Benchmarking data encoding methods in Quantum Machine Learning
Orlane Zang, Grégoire Barrué, Tony Quertier
TL;DR
The paper benchmarks five quantum data-encoding methods for quantum neural networks across malware, WDBC, and MNIST datasets to understand how encoding choices affect performance on NISQ-scale hardware. It systematically compares Simple Angle, π/4 Angle, Entangled Angle, Amplitude, and IQP embeddings using data-reuploading QNNs, with feature counts 4, 6, or 8 and layer depths 2 or 4. Findings indicate Amplitude encoding excels on large datasets with suitable feature counts (often 8), while angle-based encodings better handle smaller datasets; π/4 and Entangled Angle often perform well with moderate features and deeper models, and Simple Angle is generally outperformed but can shine with very few data points. These results inform practical encoding selection depending on data size, feature availability, and the desired quantum resource budget, contributing to optimized QML pipelines on current quantum hardware. Future work suggests testing additional QNN architectures and gate sets to generalize the encoding guidelines further.
Abstract
Data encoding plays a fundamental and distinctive role in Quantum Machine Learning (QML). While classical approaches process data directly as vectors, QML may require transforming classical data into quantum states through encoding circuits, known as quantum feature maps or quantum embeddings. This step leverages the inherently high-dimensional and non-linear nature of Hilbert space, enabling more efficient data separation in complex feature spaces that may be inaccessible to classical methods.
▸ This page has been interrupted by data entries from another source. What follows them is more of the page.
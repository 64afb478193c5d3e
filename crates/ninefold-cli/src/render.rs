//! Terminal rendering of the grid.

use ninefold_core::{DigitGrid, Position};

/// Formats the grid for display, with `A`-`I` column labels, `1`-`9` row
/// labels, and `|` / `-` rules between the 3×3 boxes. Empty cells show as
/// `0`, matching the placement token digits.
///
/// ```text
///    A B C    D E F    G H I
/// 1  0 0 0  | 0 0 0  | 0 0 0
/// 2  1 0 0  | 0 0 0  | 0 0 0
/// 3  0 0 0  | 0 0 0  | 0 0 0
///    - - - - - - - - - - - - -
/// ...
/// ```
pub fn render_grid(grid: &DigitGrid) -> String {
    let mut out = String::from("   A B C    D E F    G H I\n");
    for y in 0..9u8 {
        if y % 3 == 0 && y != 0 {
            out.push_str("   - - - - - - - - - - - - -\n");
        }
        out.push(char::from(b'1' + y));
        out.push_str("  ");
        for x in 0..9u8 {
            if x % 3 == 0 && x != 0 {
                out.push_str(" | ");
            }
            let cell = grid[Position::new(x, y)].map_or('0', |digit| char::from(b'0' + digit.value()));
            out.push(cell);
            if x != 8 {
                out.push(' ');
            }
        }
        out.push('\n');
    }
    out
}
//! The interactive session: setup, solve, report, play again.

use std::io::{self, BufRead, Write};

use log::{debug, info};
use ninefold_core::DigitGrid;
use ninefold_solver::BacktrackSolver;

use crate::{
    input::{self, Command},
    render::render_grid,
};

/// Consecutive invalid play-again answers tolerated before giving up.
const MAX_INVALID_ANSWERS: usize = 6;

/// Runs interactive sessions until the user declines to continue (or the
/// input stream ends).
///
/// The caller owns nothing here but the solver configuration; each round
/// starts from a fresh empty grid that the user fills through setup
/// commands.
pub fn run<R, W>(solver: &BacktrackSolver, mut lines: R, mut out: W) -> io::Result<()>
where
    R: BufRead,
    W: Write,
{
    print_instructions(&mut out)?;
    loop {
        let mut grid = DigitGrid::new();
        if !setup(&mut grid, &mut lines, &mut out)? {
            return Ok(());
        }

        writeln!(out, "Unsolved puzzle:")?;
        out.write_all(render_grid(&grid).as_bytes())?;

        let (solved, stats) = solver.solve_with_stats(&mut grid);
        info!(
            "search finished: solved={solved} attempts={} limit={}",
            stats.attempts(),
            solver.attempt_limit()
        );
        if solved {
            writeln!(out, "Solved puzzle:")?;
            out.write_all(render_grid(&grid).as_bytes())?;
        } else {
            writeln!(out, "No solution found; the puzzle appears to be unsolvable.")?;
        }

        if !play_again(&mut lines, &mut out)? {
            return Ok(());
        }
        writeln!(out, "Board reset. Enter the next puzzle one cell at a time.")?;
    }
}

fn print_instructions<W: Write>(out: &mut W) -> io::Result<()> {
    writeln!(out, "Welcome to ninefold!")?;
    writeln!(out, "Enter your puzzle one cell at a time.")?;
    writeln!(
        out,
        "Columns are labeled A-I and rows 1-9; each entry is a digit followed \
         by its column and row. For example, 1A2 places a 1 in column A, row 2."
    )?;
    out.write_all(render_grid(&DigitGrid::new()).as_bytes())?;
    writeln!(
        out,
        "Enter 000 once the puzzle is complete, or PREVIEW to see it so far."
    )
}

/// Reads setup commands into `grid` until the user finishes setup.
///
/// Returns `Ok(false)` if the input stream ended before setup completed.
fn setup<R, W>(grid: &mut DigitGrid, lines: &mut R, out: &mut W) -> io::Result<bool>
where
    R: BufRead,
    W: Write,
{
    loop {
        write!(out, "> ")?;
        out.flush()?;
        let Some(line) = read_line(lines)? else {
            return Ok(false);
        };
        match input::parse_command(&line) {
            Ok(Command::Done) => return Ok(true),
            Ok(Command::Preview) => out.write_all(render_grid(grid).as_bytes())?,
            Ok(Command::Place { digit, pos }) => {
                // Contradictory or overwritten givens are accepted as-is;
                // the solver is what reports an impossible puzzle.
                debug!("placing {digit} at {pos}");
                grid[pos] = Some(digit);
            }
            Err(err) => writeln!(out, "{err}")?,
        }
    }
}

/// Asks whether to start another round. Bounded retry on invalid answers.
fn play_again<R, W>(lines: &mut R, out: &mut W) -> io::Result<bool>
where
    R: BufRead,
    W: Write,
{
    writeln!(out, "Continue playing? (yes or no)")?;
    let mut invalid = 0;
    loop {
        write!(out, "> ")?;
        out.flush()?;
        let Some(line) = read_line(lines)? else {
            return Ok(false);
        };
        let answer = line.trim();
        if answer.eq_ignore_ascii_case("yes") {
            return Ok(true);
        }
        if answer.eq_ignore_ascii_case("no") {
            return Ok(false);
        }
        invalid += 1;
        if invalid >= MAX_INVALID_ANSWERS {
            writeln!(out, "Too many invalid answers; quitting.")?;
            return Ok(false);
        }
        writeln!(out, "Please answer yes or no.")?;
    }
}

/// Reads one line, or `None` at end of input.
fn read_line<R: BufRead>(lines: &mut R) -> io::Result<Option<String>> {
    let mut line = String::new();
    if lines.read_line(&mut line)? == 0 {
        return Ok(None);
    }
    Ok(Some(line))
}

#[cfg(test)]
mod tests {
    use super::*;

    /// Runs a scripted session and returns everything written to the output.
    fn run_script(script: &str) -> String {
        let mut out = Vec::new();
        run(&BacktrackSolver::new(), script.as_bytes(), &mut out).unwrap();
        String::from_utf8(out).unwrap()
    }

    #[test]
    fn test_trivial_puzzle_round() {
        let out = run_script("5A1\n000\nno\n");
        assert!(out.contains("Unsolved puzzle:"));
        assert!(out.contains("Solved puzzle:"));
        // The given survives in the solved rendering.
        assert!(out.contains("1  5 "));
    }

    #[test]
    fn test_unsolvable_puzzle_reports_without_solved_grid() {
        let out = run_script("5A1\n5B1\n000\nno\n");
        assert!(out.contains("appears to be unsolvable"));
        assert!(!out.contains("Solved puzzle:"));
    }

    #[test]
    fn test_preview_shows_the_entered_cell() {
        let out = run_script("1A2\npreview\n000\nno\n");
        assert!(out.contains("2  1 0 0  | 0 0 0  | 0 0 0"));
    }

    #[test]
    fn test_invalid_setup_input_is_reported_and_ignored() {
        let out = run_script("nonsense\n5A1\n000\nno\n");
        assert!(out.contains("unrecognized input: \"nonsense\""));
        assert!(out.contains("Solved puzzle:"));
    }

    #[test]
    fn test_play_again_starts_a_fresh_round() {
        let out = run_script("5A1\n000\nyes\n9I9\n000\nno\n");
        assert!(out.contains("Board reset"));
        // The second round's unsolved grid does not carry the first given.
        let second_round = out.split("Board reset").nth(1).unwrap();
        assert!(second_round.contains("9  0 0 0  | 0 0 0  | 0 0 9"));
    }

    #[test]
    fn test_play_again_gives_up_after_too_many_invalid_answers() {
        let out = run_script("000\nmaybe\nmaybe\nmaybe\nmaybe\nmaybe\nmaybe\n");
        assert!(out.contains("Too many invalid answers"));
    }

    #[test]
    fn test_end_of_input_quits_cleanly() {
        assert!(run_script("5A1\n").contains("> "));
        assert!(run_script("").contains("Welcome"));
    }
}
This encoding part significantly affects the performance of the QML model, so it is important to choose the right encoding method for the dataset to be encoded. However, this choice is generally arbitrary, since there is no "universal" rule for knowing which encoding to choose based on a specific set of data. There are currently a variety of encoding methods using different quantum logic gates. We studied the most commonly used types of encoding methods and benchmarked them using different datasets.